Bill Ripken is happy to settle with home on Rangers

April 09, 1994|By Milton Kent | Milton Kent,Sun Staff Writer

The scene is the third base coaching box at Camden Yards, 2 1/2 hours before last night's Orioles game against the Texas Rangers. Cal and Bill Ripken are standing around, talking baseball.

Nothing new there. Not even the Texas on Bill's uniform is unfamiliar now, after a season in Arlington. Still, meeting his former Orioles teammates on the field -- not in the clubhouse -- is strange.

"When we go to Toronto, a lot of guys still come up to [reliever zTC Tom] Henke," said Bill Ripken. "When you're with a team for a length of time, you don't forget the people you've been around."

But the fact that Bill -- who got his first start of the season last night and drove in a run with a fifth-inning bloop single to center -- is in a Texas uniform in the first place is surprising, given that he has been turned loose by two major-league clubs in the past 16 months.

"I played well enough in spring training to earn a job and I'm looking forward to playing anywhere," he said. "I don't think it's anything significant that I'm starting here, but I'm pleased to see my name in the lineup any time."

He's probably pleased to see his name on a roster, period. Last season was frustrating for Bill Ripken. He was released by the Orioles in December, 1992, and signed with the Rangers as a free agent in February. With Texas, he had two stints on the disabled list, one lasting from mid-June to early September, when his left hamstring pull was reaggravated.

Even when he was healthy, Ripken got little playing time.

He appeared in only 50 games last year, batting .198 and sitting behind Doug Strange, a preseason non-roster invitee.

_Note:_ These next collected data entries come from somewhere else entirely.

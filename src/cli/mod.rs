//! CLI Module for the M/M/s queue calculator
//!
//! Provides a command-line interface with subcommands for:
//! - Interactive prompting (the default)
//! - One-shot calculations from flags
//! - Serving the calculator over HTTP
//! - Managing configuration

mod commands;
mod prompt;

pub use commands::*;
pub use prompt::*;

use clap::{Parser, Subcommand};
use std::path::PathBuf;

use crate::report::OutputFormat;
use crate::types::ValueKind;
use crate::VERSION;

/// mms-queue: steady-state metrics for M/M/s queues
#[derive(Parser, Debug)]
#[command(name = "mms-queue")]
#[command(author = "Queueing Tools Team")]
#[command(version = VERSION)]
#[command(about = "Closed-form M/M/s queue metrics calculator")]
#[command(propagate_version = true)]
pub struct Cli {
    /// Global configuration file path (YAML, TOML, or JSON)
    #[arg(short, long, global = true, env = "MMS_QUEUE_CONFIG")]
    pub config: Option<PathBuf>,

    /// Global log level (trace, debug, info, warn, error)
    #[arg(long, global = true, env = "MMS_QUEUE_LOG_LEVEL")]
    pub log_level: Option<String>,

    /// Enable JSON log output
    #[arg(long, global = true, env = "MMS_QUEUE_JSON_LOGS")]
    pub json_logs: bool,

    /// Quiet mode - suppress banner and non-essential output
    #[arg(short, long, global = true)]
    pub quiet: bool,

    #[command(subcommand)]
    pub command: Option<Commands>,
}

#[derive(Subcommand, Debug)]
pub enum Commands {
    /// Prompt for the inputs on the console (default)
    #[command(alias = "i")]
    Interactive(InteractiveCommand),

    /// Compute metrics from command-line flags
    Calc(CalcCommand),

    /// Serve the calculator over HTTP
    #[command(alias = "s")]
    Serve(ServeCommand),

    /// Configuration management
    #[command(alias = "cfg")]
    Config(ConfigCommand),

    /// Show version and build information
    Version,
}

/// Prompt for the inputs on the console
#[derive(Parser, Debug, Default)]
pub struct InteractiveCommand {
    /// Output format (text, json)
    #[arg(short, long)]
    pub format: Option<OutputFormat>,
}

/// Compute metrics from command-line flags
#[derive(Parser, Debug)]
pub struct CalcCommand {
    /// Whether --arrival is a rate or a mean (r, m)
    #[arg(long, default_value = "r")]
    pub arrival_kind: ValueKind,

    /// Arrival rate or mean inter-arrival time
    #[arg(short, long)]
    pub arrival: f64,

    /// Whether --service is a rate or a mean (r, m)
    #[arg(long, default_value = "r")]
    pub service_kind: ValueKind,

    /// Service rate or mean service time
    #[arg(short = 'm', long)]
    pub service: f64,

    /// Time unit of the values (hour, min, sec)
    #[arg(short, long, default_value = "sec")]
    pub unit: String,

    /// Number of parallel servers
    #[arg(short, long, default_value = "1")]
    pub servers: u32,

    /// Output format (text, json)
    #[arg(short, long)]
    pub format: Option<OutputFormat>,
}

/// Serve the calculator over HTTP
#[derive(Parser, Debug)]
pub struct ServeCommand {
    /// Port to listen on
    #[arg(short, long, env = "MMS_QUEUE_PORT")]
    pub port: Option<u16>,

    /// Host to bind to
    #[arg(long, env = "MMS_QUEUE_HOST")]
    pub host: Option<String>,

    /// Request timeout in seconds
    #[arg(long, env = "MMS_QUEUE_TIMEOUT")]
    pub timeout: Option<u64>,

    /// Disable CORS
    #[arg(long)]
    pub no_cors: bool,
}

/// Configuration management
#[derive(Parser, Debug)]
pub struct ConfigCommand {
    #[command(subcommand)]
    pub action: ConfigAction,
}

#[derive(Subcommand, Debug)]
pub enum ConfigAction {
    /// Show current configuration
    Show {
        /// Output format (yaml, toml, json)
        #[arg(short, long, default_value = "yaml")]
        format: String,
    },

    /// Validate configuration file
    Validate {
        /// Configuration file to validate
        file: PathBuf,
    },

    /// Initialize a new configuration file
    Init {
        /// Output file path
        #[arg(short, long, default_value = "mms-queue.yaml")]
        output: PathBuf,

        /// Force overwrite existing file
        #[arg(short, long)]
        force: bool,
    },

    /// Show environment variable mappings
    Env,
}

The Rangers granted Ripken free agency after the season, but signed him to a Triple-A contract in December. It was clear that it would take something extraordinary for him to make the major-league club.

"Maybe I didn't talk to him as much as I have [in spring training] because I knew his situation was pretty tight," said Cal Ripken. "Not that he was worried, but a little more concerned."

Texas first base coach Mickey Hatcher said: "He came to spring training and he didn't have a job. We didn't know what we were going to be able to do with him."

But, with the hard work and perseverance that Baltimore fans came to know and love for parts of five seasons, Ripken earned his way back onto the Texas roster.

"Making this ballclub feels as good as anything I've done," said Ripken, 29. "I was considered a long shot and I guess I did some things that they like, some things that impressed some people."

Said Hatcher: "He worked hard and really impressed the coaching staff and won a spot. I've never seen a guy dive on his face, his back, wherever, and the ball goes right in his glove every time."

Ripken has been playing not only second for the Rangers, but also some shortstop and third, to demonstrate his value as a utility player.

The experience of having to fight for his baseball existence might actually be a positive for Bill Ripken, according to his brother.

"I'm sure he'd rather have had the luxury of coming in and being a starter at second, but having to come in and prove himself for the first time in a while, in the long run, will probably be better for him," said Cal Ripken.